Genetic studies of both common and rare variants can lead to discoveries about the loci associated with many common diseases, such as heart disease, cancer, diabetes, and psychiatric conditions, among others. But risk analysis based on single SNPs can be difficult, because they may only have a minimal effect and be responsible for a small portion of an individual's disease risk, according to NIH.
By identifying genes whose expression is correlated with specific genetic variants known as expression quantitative trait loci (eQTLs), researchers can functionally characterize a disease-associated SNP and discover the underlying biological pathways involved in disease risk. Studying multiple tissues from the same individual could help scientists discover how eQTLs found in one tissue may be relevant in others, as well as the degree to which genetic influences on gene regulation may be tissue-specific.
GTEx is designed to provide such data sets.

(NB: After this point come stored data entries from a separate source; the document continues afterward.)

use axum::{
    extract::{Path, State},
    response::{Json, Response},
    routing::get,
    Router,
};
use uuid::Uuid;

use super::common::{created_response, no_content_response};
use crate::{
    auth::{require_edit, AuthUser, Resource},
    entities::{client, store},
    errors::ServiceError,
    services::inventory_items::{CreateClientRequest, CreateStoreRequest},
    ApiResult, AppState,
};

pub fn store_routes() -> Router<AppState> {
    Router::new()
        .route("/", get(list_stores).post(create_store))
        .route("/:id", get(get_store).delete(delete_store))
}

pub fn client_routes() -> Router<AppState> {
    Router::new()
        .route("/", get(list_clients).post(create_client))
        .route("/:id", get(get_client).delete(delete_client))
}

/// Create a store
#[utoipa::path(
    post,
    path = "/api/v1/stores",
    request_body = CreateStoreRequest,
    responses(
        (status = 201, description = "Store created", body = store::Model),
        (status = 400, description = "Invalid request", body = crate::errors::ErrorResponse),
        (status = 403, description = "Not allowed", body = crate::errors::ErrorResponse),
        (status = 409, description = "Name already taken", body = crate::errors::ErrorResponse)
    ),
    tag = "stores"
)]
pub async fn create_store(
    State(state): State<AppState>,
    user: AuthUser,
    Json(payload): Json<CreateStoreRequest>,
) -> Result<Response, ServiceError> {
    require_edit(&user, Resource::Store)?;
    let created = state.services.inventory.create_store(payload).await?;
    Ok(created_response(created))
}

/// List stores
#[utoipa::path(
    get,
    path = "/api/v1/stores",
    responses((status = 200, description = "All stores", body = Vec<store::Model>)),
    tag = "stores"
)]
pub async fn list_stores(State(state): State<AppState>) -> ApiResult<Vec<store::Model>> {
    Ok(Json(state.services.inventory.list_stores().await?))
}

/// Get a store
#[utoipa::path(
    get,
    path = "/api/v1/stores/{id}",
    params(("id" = Uuid, Path, description = "Store ID")),
    responses(
        (status = 200, description = "Store found", body = store::Model),
        (status = 404, description = "Store not found", body = crate::errors::ErrorResponse)
    ),
    tag = "stores"
)]
pub async fn get_store(
    State(state): State<AppState>,
    Path(id): Path<Uuid>,
) -> ApiResult<store::Model> {
    Ok(Json(state.services.inventory.get_store(id).await?))
}

/// Delete a store that holds no items
#[utoipa::path(
    delete,
    path = "/api/v1/stores/{id}",
    params(("id" = Uuid, Path, description = "Store ID")),
    responses(
        (status = 204, description = "Store deleted"),
        (status = 404, description = "Store not found", body = crate::errors::ErrorResponse),
        (status = 409, description = "Store still holds items", body = crate::errors::ErrorResponse)
    ),
    tag = "stores"
)]
pub async fn delete_store(
    State(state): State<AppState>,
    user: AuthUser,
    Path(id): Path<Uuid>,
) -> Result<Response, ServiceError> {
    require_edit(&user, Resource::Store)?;
    state.services.inventory.delete_store(id).await?;
    Ok(no_content_response())
}

/// Create a client
#[utoipa::path(
    post,
    path = "/api/v1/clients",
    request_body = CreateClientRequest,
    responses(
        (status = 201, description = "Client created", body = client::Model),
        (status = 400, description = "Invalid request", body = crate::errors::ErrorResponse),
        (status = 403, description = "Not allowed", body = crate::errors::ErrorResponse)
    ),
    tag = "clients"
)]
pub async fn create_client(
    State(state): State<AppState>,
    user: AuthUser,
    Json(payload): Json<CreateClientRequest>,
) -> Result<Response, ServiceError> {
    require_edit(&user, Resource::Client)?;
    let created = state.services.inventory.create_client(payload).await?;
    Ok(created_response(created))
}

/// List clients
#[utoipa::path(
    get,
    path = "/api/v1/clients",
    responses((status = 200, description = "All clients", body = Vec<client::Model>)),
    tag = "clients"
)]
pub async fn list_clients(State(state): State<AppState>) -> ApiResult<Vec<client::Model>> {
    Ok(Json(state.services.inventory.list_clients().await?))
}

/// Get a client
#[utoipa::path(
    get,
    path = "/api/v1/clients/{id}",
    params(("id" = Uuid, Path, description = "Client ID")),
    responses(
        (status = 200, description = "Client found", body = client::Model),
        (status = 404, description = "Client not found", body = crate::errors::ErrorResponse)
    ),
    tag = "clients"
)]
pub async fn get_client(
    State(state): State<AppState>,
    Path(id): Path<Uuid>,
) -> ApiResult<client::Model> {
    Ok(Json(state.services.inventory.get_client(id).await?))
}

/// Delete a client nobody references
#[utoipa::path(
    delete,
    path = "/api/v1/clients/{id}",
    params(("id" = Uuid, Path, description = "Client ID")),
    responses(
        (status = 204, description = "Client deleted"),
        (status = 404, description = "Client not found", body = crate::errors::ErrorResponse),
        (status = 409, description = "Client still referenced", body = crate::errors::ErrorResponse)
    ),
    tag = "clients"
)]
pub async fn delete_client(
    State(state): State<AppState>,
    user: AuthUser,
    Path(id): Path<Uuid>,
) -> Result<Response, ServiceError> {
    require_edit(&user, Resource::Client)?;
    state.services.inventory.delete_client(id).await?;
    Ok(no_content_response())
}
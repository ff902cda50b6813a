use async_trait::async_trait;
use chrono::{DateTime, Utc};
use sea_orm::entity::prelude::*;
use sea_orm::Set;
use serde::{Deserialize, Serialize};

/// Assignment of a technician (an identity-provider user id) to a call
#[derive(Clone, Debug, PartialEq, Eq, DeriveEntityModel, Serialize, Deserialize)]
#[sea_orm(table_name = "call_technicians")]
pub struct Model {
    #[sea_orm(primary_key, auto_increment = false)]
    pub call_id: Uuid,
    #[sea_orm(primary_key, auto_increment = false)]
    pub technician_id: Uuid,
    pub assigned_at: DateTime<Utc>,
}

#[derive(Copy, Clone, Debug, EnumIter, DeriveRelation)]
pub enum Relation {
    #[sea_orm(
        belongs_to = "super::call::Entity",
        from = "Column::CallId",
        to = "super::call::Column::Id"
    )]
    Call,
}

impl Related<super::call::Entity> for Entity {
    fn to() -> RelationDef {
        Relation::Call.def()
    }
}

#[async_trait]
impl ActiveModelBehavior for ActiveModel {
    async fn before_save<C>(self, _db: &C, insert: bool) -> Result<Self, DbErr>
    where
        C: ConnectionTrait,
    {
        let mut active_model = self;
        if insert {
            active_model.assigned_at = Set(Utc::now());
        }
        Ok(active_model)
    }
}
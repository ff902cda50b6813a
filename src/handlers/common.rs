use axum::{
    http::StatusCode,
    response::{IntoResponse, Response},
    Json,
};
use serde::{Deserialize, Serialize};
use utoipa::{IntoParams, ToSchema};
use uuid::Uuid;

use crate::services::stock_ledger::StockLevel;

/// Upper bound on `per_page`
const MAX_PER_PAGE: u64 = 100;

/// Body of a delete that gave stock back
#[derive(Debug, Serialize, ToSchema)]
pub struct DeletedWithStock {
    pub id: Uuid,
    /// Stock of every item the deleted records drew from
    pub stock: Vec<StockLevel>,
}

/// Standard created response
pub fn created_response<T: Serialize>(data: T) -> Response {
    (StatusCode::CREATED, Json(data)).into_response()
}

/// Standard no content response
pub fn no_content_response() -> Response {
    StatusCode::NO_CONTENT.into_response()
}

/// Pagination parameters for list operations
#[derive(Debug, Deserialize, Serialize, IntoParams)]
#[into_params(parameter_in = Query)]
pub struct PaginationParams {
    #[serde(default = "default_page")]
    pub page: u64,
    #[serde(default = "default_per_page")]
    pub per_page: u64,
}

fn default_page() -> u64 {
    1
}

fn default_per_page() -> u64 {
    20
}

impl Default for PaginationParams {
    fn default() -> Self {
        Self {
            page: default_page(),
            per_page: default_per_page(),
        }
    }
}

impl PaginationParams {
    /// Page size clamped to `1..=MAX_PER_PAGE`
    pub fn limit(&self) -> u64 {
        self.per_page.clamp(1, MAX_PER_PAGE)
    }

    /// Calculate zero-based offset for pagination
    pub fn offset(&self) -> u64 {
        self.page.max(1).saturating_sub(1) * self.limit()
    }
}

During its pilot project, from 2010 to 2012, around 1,000 tissue specimens were measured with both an Affymetrix GeneCHip gene expression array and with the Illumina HiSeq 2000. Going forward, NIH plans to measure samples using RNA-Seq on more than 20,000 tissues, and to analyze the samples' genetic variation using the Illumina Omni 5M and human exome array chips.
Applicants for this funding are expected to use the GTEx's SNP and tissue-specific gene expression data for a range of studies, such as developing or extending existing methods to integrate analysis of genotype and gene expression for eQTL identification; to make predictions about functional relevance of genetic variants; to use multiple datasets or multiple tissue types to reduce the number of false negative and false positive results; to integrate GTEx and other data types; to measure normal variation by comparing data sets for the same tissue type from different individuals; and to model and explore the influence of expression data from multiple tissues from each donor on statistical power to detect trans-eQTLs.